Александра вместе с ней обернулась к сцене. На столе был только что выставлен для обозрения новый лот – множество фарфоровых фигурок, которые издали невозможно было хорошенько разглядеть. Художница видела только спины и затылки участников аукциона. Аукционист, вглядываясь в лежавшую перед ним памятку, заметно волновался. Он достал из кармана платок, аккуратно промокнул лоб и гладко выбритую верхнюю губу, затем послал в зал улыбку, ни к кому конкретно не обращенную, и откашлялся.
– Мейсенский фарфор, господа! – возгласил он по-английски. – Знаменитая серия «Дети садовника», одна тысяча семьсот сороковой год. Господа, обращаю ваше внимание на то, что представлены все двадцать три пары, сделанные в одна тысяча семьсот сороковом году! Идут одним лотом! Исключительный случай для коллекционеров! Сохранность высокая, сертификат подлинности выдается на каждую фигурку в отдельности. Повторяю, господа, «Дети садовника», автор Иоганн Иоахим Кендлер. Начальная цена… Вижу, менеер, спасибо, раз!
Торги начались бурно. Цена набавлялась непрерывно, страсти накалялись. Хендрик ван Тидеман от возбуждения грыз набалдашник своей трости. Моолы, отец с дочерью, держались чинно и спокойно, словно и впрямь присутствовали на похоронах. Эльк, так и оставшийся рядом с ними, также не проявлял признаков волнения. Он наблюдал за происходящим с интересом, в котором не было заметно ничего личного. Елена Ниловна, спавшая в кресле за спиной у Александры, внезапно издала короткий зловещий храп. Художница, чьи нервы были натянуты, так и подскочила.
– Ну и ну, – негромко проговорила Варвара, когда торги на пике всеобщего возбуждения внезапно закончились. Шум схлынул, словно вал грязной пены, унося за собой последние отдельные выкрики. – Недооценила я Бертельсманна… Слышала, за сколько ушла серия?
– Что? – пробормотала в ответ Александра. – Я прослушала…
– Любовалась на своего красавца? Вечером наглядишься, у Елены Ниловны! – с легким презрением ответила Варвара. – Не понимаю, что ты в нем нашла?! Полное ничтожество!

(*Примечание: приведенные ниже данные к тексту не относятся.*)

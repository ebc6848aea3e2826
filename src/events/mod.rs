//! Change notification: synchronous fan-out of payload-free signals.

pub mod bus;

pub use bus::{ChangeBus, ChangeEvent, SubscriptionId};
//! Active role resolution.

use tracing::{debug, info, warn};

use super::{ConfigStore, ROLE_KEY};
use crate::error::Result;
use crate::events::ChangeEvent;
use crate::roles::{ActiveRole, Role};

impl ConfigStore {
    /// The persisted active role, or [`Role::DEFAULT`] when none is stored.
    pub fn current_role(&self) -> Result<ActiveRole> {
        match self.storage.get(ROLE_KEY)? {
            None => {
                debug!(default = %Role::DEFAULT, "No active role stored, using default");
                Ok(ActiveRole::Known(Role::DEFAULT))
            }
            Some(value) => {
                let active = ActiveRole::from_persisted(&value);
                if let ActiveRole::Unrecognized(name) = &active {
                    warn!(role = %name, "Stored role is not recognized; access will be restricted");
                }
                Ok(active)
            }
        }
    }

    /// Persist `role` as active and emit role-changed.
    pub fn set_current_role(&self, role: Role) -> Result<()> {
        self.storage.set(ROLE_KEY, role.as_str())?;
        info!(role = %role, "Active role changed");
        self.emit(ChangeEvent::RoleChanged);
        Ok(())
    }
}
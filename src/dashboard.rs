//! Dashboard view-model: what a role sees and how its widget order is
//! edited before being committed to the store.

use serde::Serialize;
use tracing::warn;

use crate::catalog::{TabDefinition, WidgetCatalog, WidgetDefinition};
use crate::error::{Error, Result};
use crate::model::SystemConfig;
use crate::roles::ActiveRole;
use crate::store::ConfigStore;

/// Navigation tabs shown for `role`, in catalog order.
pub fn visible_tabs(
    config: &SystemConfig,
    role: &str,
    catalog: &WidgetCatalog,
) -> Vec<&'static TabDefinition> {
    let Some(role_config) = config.role_config(role) else {
        return Vec::new();
    };
    catalog
        .tabs()
        .iter()
        .filter(|t| role_config.is_tab_visible(t.id))
        .collect()
}

/// Resolve a saved order against the catalog. Ids the catalog does not
/// know are skipped.
pub fn render_widgets(layout: &[String], catalog: &WidgetCatalog) -> Vec<&'static WidgetDefinition> {
    layout
        .iter()
        .filter_map(|id| {
            let widget = catalog.get(id);
            if widget.is_none() {
                warn!(widget = %id, "Skipping layout entry missing from catalog");
            }
            widget
        })
        .collect()
}

/// Catalog widgets `role` may add: permitted and not already placed.
pub fn addable_widgets(
    config: &SystemConfig,
    role: &str,
    layout: &[String],
    catalog: &WidgetCatalog,
) -> Vec<&'static WidgetDefinition> {
    catalog
        .widgets()
        .iter()
        .filter(|w| !layout.iter().any(|id| id == w.id))
        .filter(|w| config.is_permitted(role, w))
        .collect()
}

// ─────────────────────────────────────────────────────────────────
// Layout Draft
// ─────────────────────────────────────────────────────────────────

/// Working copy of a role's widget order.
///
/// Edits stay in memory until [`commit`](Self::commit). `add` runs the
/// permission gate because the store itself will accept anything.
#[derive(Debug, Clone)]
pub struct LayoutDraft {
    role: String,
    order: Vec<String>,
}

impl LayoutDraft {
    /// Start from the role's current layout.
    pub fn load(store: &ConfigStore, role: &str) -> Result<Self> {
        Ok(Self {
            role: role.to_string(),
            order: store.user_layout(role)?,
        })
    }

    pub fn role(&self) -> &str {
        &self.role
    }

    pub fn order(&self) -> &[String] {
        &self.order
    }

    /// Append `widget` if `config` lets the role use it.
    pub fn add(&mut self, config: &SystemConfig, widget: &WidgetDefinition) -> Result<()> {
        if !config.is_permitted(&self.role, widget) {
            return Err(Error::PermissionDenied {
                role: self.role.clone(),
                widget: widget.id.to_string(),
                permission: widget.permission_req.unwrap_or_default().to_string(),
            });
        }
        self.order.push(widget.id.to_string());
        Ok(())
    }

    /// Drop every occurrence of `id`. Returns whether anything was removed.
    pub fn remove(&mut self, id: &str) -> bool {
        let before = self.order.len();
        self.order.retain(|w| w != id);
        self.order.len() != before
    }

    /// Move the first occurrence of `id` to position `index`.
    pub fn move_to(&mut self, id: &str, index: usize) -> Result<()> {
        let from = self
            .order
            .iter()
            .position(|w| w == id)
            .ok_or_else(|| Error::UnknownWidget { id: id.to_string() })?;
        if index >= self.order.len() {
            return Err(Error::LayoutIndex {
                index,
                len: self.order.len(),
            });
        }
        let widget = self.order.remove(from);
        self.order.insert(index, widget);
        Ok(())
    }

    pub fn commit(&self, store: &ConfigStore) -> Result<()> {
        store.save_user_layout(&self.role, &self.order)
    }
}

// ─────────────────────────────────────────────────────────────────
// Dashboard View
// ─────────────────────────────────────────────────────────────────

/// Everything the dashboard needs for the active role.
#[derive(Debug, Clone, Serialize)]
pub struct DashboardView {
    pub role: String,
    /// False when the stored role is outside the known set.
    pub recognized: bool,
    pub tabs: Vec<&'static TabDefinition>,
    pub widgets: Vec<&'static WidgetDefinition>,
    pub addable: Vec<&'static WidgetDefinition>,
}

impl DashboardView {
    pub fn resolve(store: &ConfigStore, catalog: &WidgetCatalog) -> Result<Self> {
        let active = store.current_role()?;
        let config = store.read()?;
        let layout = store.user_layout(active.as_str())?;
        Ok(Self::build(&active, &config, &layout, catalog))
    }

    pub fn build(
        active: &ActiveRole,
        config: &SystemConfig,
        layout: &[String],
        catalog: &WidgetCatalog,
    ) -> Self {
        let role = active.as_str();
        Self {
            role: role.to_string(),
            recognized: active.role().is_some(),
            tabs: visible_tabs(config, role, catalog),
            widgets: render_widgets(layout, catalog),
            addable: addable_widgets(config, role, layout, catalog),
        }
    }
}
//! CLI argument parsing using clap v4
//!
//! Defines the command-line interface for the HRIS admin console.

use clap::{Parser, Subcommand, ValueEnum};

/// HRIS Admin Console - role-based dashboard and access configuration
///
/// Manages which navigation tabs, dashboard widgets and permissions each
/// HRIS role gets, the active role of this session, and per-role widget
/// order.
#[derive(Parser, Debug)]
#[command(name = "hris-admin")]
#[command(author, version, about, long_about = None)]
#[command(propagate_version = true)]
pub struct Cli {
    /// Increase logging verbosity (-v for debug, -vv for trace)
    #[arg(short, long, action = clap::ArgAction::Count, global = true)]
    pub verbose: u8,

    /// Suppress all log output except errors
    #[arg(short, long, global = true)]
    pub quiet: bool,

    /// Path to the console configuration file
    #[arg(short, long, env = "HRIS_CONFIG", global = true)]
    pub config: Option<String>,

    #[command(subcommand)]
    pub command: Commands,
}

/// Top-level commands
#[derive(Subcommand, Debug)]
pub enum Commands {
    /// Display version and build information
    Version,

    /// System configuration (per-role tabs, widgets, permissions, settings)
    Config {
        #[command(subcommand)]
        subcommand: ConfigSubcommand,
    },

    /// Active role of this session
    Role {
        #[command(subcommand)]
        subcommand: RoleSubcommand,
    },

    /// Dashboard widget order for a role
    Layout {
        #[command(subcommand)]
        subcommand: LayoutSubcommand,
    },

    /// List the widget catalog and what a role may place
    Widgets {
        /// Role to check (defaults to the active role)
        #[arg(long)]
        role: Option<String>,
    },

    /// Show the resolved dashboard for the active role
    Dashboard {
        /// Print as JSON
        #[arg(long)]
        json: bool,
    },
}

/// On/off switch for tab and widget toggles
#[derive(ValueEnum, Debug, Clone, Copy, PartialEq, Eq)]
pub enum Toggle {
    On,
    Off,
}

impl Toggle {
    pub fn enabled(self) -> bool {
        self == Toggle::On
    }
}

/// Configuration subcommands
#[derive(Subcommand, Debug, Clone)]
pub enum ConfigSubcommand {
    /// Print the merged system configuration as JSON
    Show,

    /// Delete the stored system configuration and revert to defaults
    Reset,

    /// Set a general setting (e.g. companyName, dateFormat, currency)
    Set { key: String, value: String },

    /// Show or hide a navigation tab for a role
    Tab {
        role: String,
        tab: String,
        #[arg(value_enum)]
        state: Toggle,
    },

    /// Enable or disable a widget by default for a role
    Widget {
        role: String,
        widget: String,
        #[arg(value_enum)]
        state: Toggle,
    },

    /// Grant a permission tag to a role
    Grant { role: String, permission: String },

    /// Revoke a permission tag from a role
    Revoke { role: String, permission: String },

    /// Write a commented default console configuration file
    Init {
        /// Path where to create the config file
        #[arg(short, long)]
        path: Option<String>,

        /// Overwrite an existing file
        #[arg(short, long)]
        force: bool,
    },

    /// Validate the console configuration file
    Validate,
}

/// Role subcommands
#[derive(Subcommand, Debug, Clone)]
pub enum RoleSubcommand {
    /// Show the active role
    Show,

    /// Switch the active role
    Set { role: String },

    /// List all roles
    List,
}

/// Layout subcommands. All default to the active role.
#[derive(Subcommand, Debug, Clone)]
pub enum LayoutSubcommand {
    /// Show the stored widget order
    Show {
        #[arg(long)]
        role: Option<String>,
    },

    /// Append a widget (permission checked)
    Add {
        widget: String,
        #[arg(long)]
        role: Option<String>,
    },

    /// Remove a widget
    Remove {
        widget: String,
        #[arg(long)]
        role: Option<String>,
    },

    /// Move a widget to a zero-based position
    Move {
        widget: String,
        position: usize,
        #[arg(long)]
        role: Option<String>,
    },

    /// Forget the saved order and fall back to role defaults
    Reset {
        #[arg(long)]
        role: Option<String>,
    },
}

#[cfg(test)]
mod tests {
    use super::*;
    use clap::CommandFactory;

    #[test]
    fn verify_cli() {
        Cli::command().debug_assert();
    }

    #[test]
    fn test_role_set() {
        let cli = Cli::parse_from(["hris-admin", "role", "set", "Employee"]);
        match cli.command {
            Commands::Role { subcommand: RoleSubcommand::Set { role } } => {
                assert_eq!(role, "Employee");
            }
            _ => panic!("Expected Role Set command"),
        }
    }

    #[test]
    fn test_config_tab_toggle() {
        let cli = Cli::parse_from(["hris-admin", "config", "tab", "Manager", "hiring", "off"]);
        match cli.command {
            Commands::Config {
                subcommand: ConfigSubcommand::Tab { role, tab, state },
            } => {
                assert_eq!(role, "Manager");
                assert_eq!(tab, "hiring");
                assert!(!state.enabled());
            }
            _ => panic!("Expected Config Tab command"),
        }
    }

    #[test]
    fn test_layout_move_with_role() {
        let cli = Cli::parse_from([
            "hris-admin",
            "layout",
            "move",
            "announcements",
            "0",
            "--role",
            "Employee",
        ]);
        match cli.command {
            Commands::Layout {
                subcommand: LayoutSubcommand::Move { widget, position, role },
            } => {
                assert_eq!(widget, "announcements");
                assert_eq!(position, 0);
                assert_eq!(role.as_deref(), Some("Employee"));
            }
            _ => panic!("Expected Layout Move command"),
        }
    }

    #[test]
    fn test_global_flags() {
        let cli = Cli::parse_from(["hris-admin", "-vv", "--config", "/tmp/a.toml", "version"]);
        assert_eq!(cli.verbose, 2);
        assert_eq!(cli.config.as_deref(), Some("/tmp/a.toml"));
        assert!(!cli.quiet);
    }

    #[test]
    fn test_bad_toggle_rejected() {
        let result = Cli::try_parse_from(["hris-admin", "config", "widget", "Admin", "x", "maybe"]);
        assert!(result.is_err());
    }
}
//! System configuration model: per-role layout plus general settings,
//! with the defaults every read is merged onto.

pub mod settings;
pub mod system;

pub use settings::GeneralSettings;
pub use system::{PersistedConfig, RoleConfig, SystemConfig};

– Постой, разве Эльк там будет?
– Все там будут! – Варвара кивнула в сторону сцены. – И папаша с дочкой, Моолы, и Тидеман. И твой красавчик, конечно. Сама-то пойдешь?
– Разумеется! – твердо ответила Александра, следя за тем, как под гром аплодисментов фигурки уносят со сцены. – Встречаемся, как ты сказала: Эммаплейн, в восемь часов. Только где точно?
– Не потеряемся! – с уверенностью заявила Варвара. – Площадь маленькая!
Эльк тем временем оставил своих друзей и, найдя взглядом Александру, направился к ней.
– Не правда ли, грандиозно? – оживленно воскликнул он, приблизившись к женщинам. – Все двадцать три пары фигур! Никогда не встречал полного комплекта! Я думал, это невозможно!
– Это невозможно дорого, – сухо парировала Варвара также по-английски, вздернув плечи. Рубин в ее жабо блеснул, словно капля свежей крови. – Даже за полный комплект. Даже при условии подлинности.
– Подлинность доказана экспертизой, и не одной! – возразил Эльк. – Да, так вот, о чем я… Он повернулся к Александре:
– Я думаю, самое интересное позади, так что мы можем идти, Саша!
– Идите-идите, – с ироничной улыбкой напутствовала их Варвара. – Вечером увидимся. Может быть, я успею еще кое-кого расспросить о твоей Наде. Так запомни – встречаемся в восемь, на Эмма-плейн! Не опаздывай, Елена Ниловна этого терпеть не может.
– Как, Саша? – Очки Элька удивленно блеснули в свете люстр. – Ты тоже приглашена? Я понятия не имел, что ты знакома с госпожой Стоговски!
Он был поражен, и как показалось Александре, поражен неприятно. Она кивнула, наблюдая за тем, как Эльк пытается скрыть свои чувства. На его губах вновь появилась улыбка, настолько искренняя и убедительная, что художница невольно задалась вопросом: а не актер ли перед ней?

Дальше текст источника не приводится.